Baseline takes 124us.



October 11, 2016
On 10/11/2016 10:49 AM, Matthias Bentrup wrote:
>
> void popFrontAsmIntel(ref char[] s) @trusted pure nothrow {
>   immutable c = s[0];
>   if (c < 0x80) {
>     s = s[1 .. $];
>   } else {
>     uint l = void;
>     asm pure nothrow @nogc {
>       mov EAX, 1;
>       mov BL, 0xf8-1;
>       sub BL, c;
>       cmp BL, 0xf8-0xc0;
>       adc EAX, 0;
>       cmp BL, 0xf8-0xe0;
>       adc EAX, 0;
>       cmp BL, 0xf8-0xf0;
>       adc EAX, 0;
>       mov l, EAX;
>     }
>     s = s[l <= $ ? l : $ .. $];
>   }
> }

Did you take a look at the codegen on http://ldc.acomirei.ru?

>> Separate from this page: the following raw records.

use std::error;
use std::fmt;

#[derive(Debug, Clone)]
pub struct CollectorError {
    message: String
}

impl CollectorError {
    pub fn new(message: String) -> CollectorError {
        CollectorError { message }
    }
}

impl fmt::Display for CollectorError {
    fn fmt(&self, f: &mut fmt::Formatter) -> fmt::Result {
        write!(f, "{}", self.message)
    }
}

impl error::Error for CollectorError {
    fn source(&self) -> Option<&(dyn error::Error + 'static)> {
        // Message-only error, underlying cause isn't tracked.
        None
    }
}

It's huge. -- Andrei

October 11, 2016
On 10/10/2016 11:00 PM, Stefan Koch wrote:
>
> void popFront3(ref char[] s) @trusted pure nothrow {
>    immutable c = s[0];
>    uint char_length = 1;
>    if (c < 127)
>    {
>    Lend :
>      s = s.ptr[char_length .. s.length];
>    } else {
>      if ((c & b01100_0000) == 0b1000_0000)
>      {
>        //just skip one in case this is not the beginning of a code-point
> char
>        goto Lend;
>      }
>      if (c < 192)
>      {
>        char_length = 2;
>        goto Lend;
>      }
>      if (c < 240)
>      {
>        char_length = 3;
>        goto Lend;
>      }
>      if (c < 248)
>      {
>        char_length = 4;
>        goto Lend;
>      }
>    }
>  }

Looked at this, still seems to generate a jump forward with ldc. Also, why do you leave a fallthrough path? Progress needs to be made on all paths, otherwise we have infinite loops.


Andrei

October 11, 2016
On Tuesday, 11 October 2016 at 15:08:34 UTC, Andrei Alexandrescu wrote:
> Looked at this, still seems to generate a jump forward with ldc.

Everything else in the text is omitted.